▶ _Task data_
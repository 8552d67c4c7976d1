//! In-memory drawing surface with the handful of primitives the generators need.
//!
//! Coordinates follow the usual raster convention: origin at the top-left,
//! rectangles inclusive of both corners. Anything outside the canvas is
//! clipped.

use crate::font::{ResolvedFont, TextBounds};
use crate::layout::Rect;
use anyhow::{bail, Result};
use image::{ImageBuffer, Pixel, Rgba, RgbaImage};

/// Stroke drawn along the inside edge of a shape.
#[derive(Debug, Clone, Copy, PartialEq)]
pub struct Outline {
    pub color: Rgba<u8>,
    pub width: i32,
}

impl Outline {
    pub fn new(color: Rgba<u8>, width: i32) -> Self {
        Self { color, width }
    }
}

/// An image under construction.
#[derive(Debug, Clone)]
pub struct Canvas {
    image: RgbaImage,
}

impl Canvas {
    /// Create a canvas filled with `background`.
    pub fn new(width: u32, height: u32, background: Rgba<u8>) -> Result<Self> {
        if width == 0 || height == 0 {
            bail!("Canvas dimensions must be non-zero, got {width}x{height}");
        }

        Ok(Self {
            image: ImageBuffer::from_pixel(width, height, background),
        })
    }

    pub fn width(&self) -> u32 {
        self.image.width()
    }

    pub fn height(&self) -> u32 {
        self.image.height()
    }

    pub fn image(&self) -> &RgbaImage {
        &self.image
    }

    pub fn into_image(self) -> RgbaImage {
        self.image
    }

    /// Composite `color` over the pixel at (`x`, `y`) with the given coverage.
    pub fn blend_pixel(&mut self, x: i32, y: i32, color: Rgba<u8>, coverage: f32) {
        if x < 0 || y < 0 || x >= self.width() as i32 || y >= self.height() as i32 {
            return;
        }

        let coverage = coverage.clamp(0.0, 1.0);
        let pixel = self.image.get_pixel_mut(x as u32, y as u32);

        if coverage >= 1.0 && color[3] == 255 {
            *pixel = color;
            return;
        }

        let mut src = color;
        src[3] = (color[3] as f32 * coverage).round() as u8;
        pixel.blend(&src);
    }

    pub fn fill_rect(&mut self, rect: Rect, color: Rgba<u8>) {
        self.fill_where(rect, color, |_, _| true);
    }

    /// Plain rectangle with optional fill and inward outline.
    pub fn rectangle(&mut self, rect: Rect, fill: Option<Rgba<u8>>, outline: Option<Outline>) {
        if let Some(color) = fill {
            self.fill_rect(rect, color);
        }

        if let Some(outline) = outline {
            let inner = rect.inset(outline.width);
            self.fill_where(rect, outline.color, |x, y| !inner.contains(x, y));
        }
    }

    /// Rectangle with circular corners of `radius` pixels.
    pub fn rounded_rectangle(
        &mut self,
        rect: Rect,
        radius: i32,
        fill: Option<Rgba<u8>>,
        outline: Option<Outline>,
    ) {
        if let Some(color) = fill {
            self.fill_where(rect, color, |x, y| in_rounded_rect(rect, radius, x, y));
        }

        if let Some(outline) = outline {
            let inner = rect.inset(outline.width);
            let inner_radius = (radius - outline.width).max(0);
            self.fill_where(rect, outline.color, |x, y| {
                in_rounded_rect(rect, radius, x, y) && !in_rounded_rect(inner, inner_radius, x, y)
            });
        }
    }

    fn fill_where<F>(&mut self, rect: Rect, color: Rgba<u8>, inside: F)
    where
        F: Fn(i32, i32) -> bool,
    {
        if rect.is_empty() {
            return;
        }

        let x0 = rect.x0.max(0);
        let y0 = rect.y0.max(0);
        let x1 = rect.x1.min(self.width() as i32 - 1);
        let y1 = rect.y1.min(self.height() as i32 - 1);

        for y in y0..=y1 {
            for x in x0..=x1 {
                if inside(x, y) {
                    self.blend_pixel(x, y, color, 1.0);
                }
            }
        }
    }

    /// Draw `text` with the top-left of its line box at `origin`.
    pub fn draw_text(
        &mut self,
        origin: (f32, f32),
        text: &str,
        font: &ResolvedFont,
        color: Rgba<u8>,
    ) {
        font.rasterize(origin, text, |x, y, coverage| {
            self.blend_pixel(x, y, color, coverage)
        });
    }

    /// Draw `text` so that the center of its ink box lands on `center`.
    ///
    /// Returns the ink box as drawn.
    pub fn draw_text_centered(
        &mut self,
        center: (f32, f32),
        text: &str,
        font: &ResolvedFont,
        color: Rgba<u8>,
    ) -> TextBounds {
        let (mid_x, mid_y) = font.measure(text).center();
        let origin = (center.0 - mid_x, center.1 - mid_y);

        self.draw_text(origin, text, font, color);
        font.measure_at(origin, text)
    }

    /// Word-wrap `text` to `max_width` and draw the lines as a block centered on `center`.
    ///
    /// Every line is centered horizontally; lines are `1.2 x size` apart.
    pub fn draw_text_wrapped(
        &mut self,
        center: (f32, f32),
        text: &str,
        font: &ResolvedFont,
        color: Rgba<u8>,
        max_width: f32,
    ) -> Vec<TextBounds> {
        let lines = wrap_lines(text, font, max_width);
        let line_height = font.line_height();
        let mut y = center.1 - lines.len() as f32 * line_height / 2.0;

        let mut drawn = Vec::with_capacity(lines.len());
        for line in &lines {
            let (mid_x, _) = font.measure(line).center();
            let origin = (center.0 - mid_x, y);
            self.draw_text(origin, line, font, color);
            drawn.push(font.measure_at(origin, line));
            y += line_height;
        }

        drawn
    }
}

/// Greedy word wrap: words are appended to the current line while its
/// measured width stays within `max_width`.
///
/// A single word wider than `max_width` is kept whole on its own line.
pub fn wrap_lines(text: &str, font: &ResolvedFont, max_width: f32) -> Vec<String> {
    let mut lines = Vec::new();
    let mut current: Vec<&str> = Vec::new();

    for word in text.split_whitespace() {
        current.push(word);
        let candidate = current.join(" ");

        if font.measure(&candidate).width() <= max_width {
            continue;
        }

        current.pop();
        if !current.is_empty() {
            lines.push(current.join(" "));
        }
        current = vec![word];
    }

    if !current.is_empty() {
        lines.push(current.join(" "));
    }

    lines
}

fn in_rounded_rect(rect: Rect, radius: i32, x: i32, y: i32) -> bool {
    if rect.is_empty() || !rect.contains(x, y) {
        return false;
    }

    let radius = radius.min(rect.width() / 2).min(rect.height() / 2).max(0);
    if radius == 0 {
        return true;
    }

    // Distance to the nearest corner circle center; zero along the straight edges
    let cx = x.clamp(rect.x0 + radius, rect.x1 - radius);
    let cy = y.clamp(rect.y0 + radius, rect.y1 - radius);
    let (dx, dy) = ((x - cx) as i64, (y - cy) as i64);

    dx * dx + dy * dy <= (radius as i64) * (radius as i64)
}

▶ _Your objective_
Up to and including the line with "pub fn blend_pixel(&mut", repeat the entries exactly, beginning at their first line.

▶ _Answer_
repository 8552d67c4c7976d1
//! In-memory drawing surface with the handful of primitives the generators need.
//!
//! Coordinates follow the usual raster convention: origin at the top-left,
//! rectangles inclusive of both corners. Anything outside the canvas is
//! clipped.

use crate::font::{ResolvedFont, TextBounds};
use crate::layout::Rect;
use anyhow::{bail, Result};
use image::{ImageBuffer, Pixel, Rgba, RgbaImage};

/// Stroke drawn along the inside edge of a shape.
#[derive(Debug, Clone, Copy, PartialEq)]
pub struct Outline {
    pub color: Rgba<u8>,
    pub width: i32,
}

impl Outline {
    pub fn new(color: Rgba<u8>, width: i32) -> Self {
        Self { color, width }
    }
}

/// An image under construction.
#[derive(Debug, Clone)]
pub struct Canvas {
    image: RgbaImage,
}

impl Canvas {
    /// Create a canvas filled with `background`.
    pub fn new(width: u32, height: u32, background: Rgba<u8>) -> Result<Self> {
        if width == 0 || height == 0 {
            bail!("Canvas dimensions must be non-zero, got {width}x{height}");
        }

        Ok(Self {
            image: ImageBuffer::from_pixel(width, height, background),
        })
    }

    pub fn width(&self) -> u32 {
        self.image.width()
    }

    pub fn height(&self) -> u32 {
        self.image.height()
    }

    pub fn image(&self) -> &RgbaImage {
        &self.image
    }

    pub fn into_image(self) -> RgbaImage {
        self.image
    }

    /// Composite `color` over the pixel at (`x`, `y`) with the given coverage.
    pub fn blend_pixel(&mut self, x: i32, y: i32, color: Rgba<u8>, coverage: f32) {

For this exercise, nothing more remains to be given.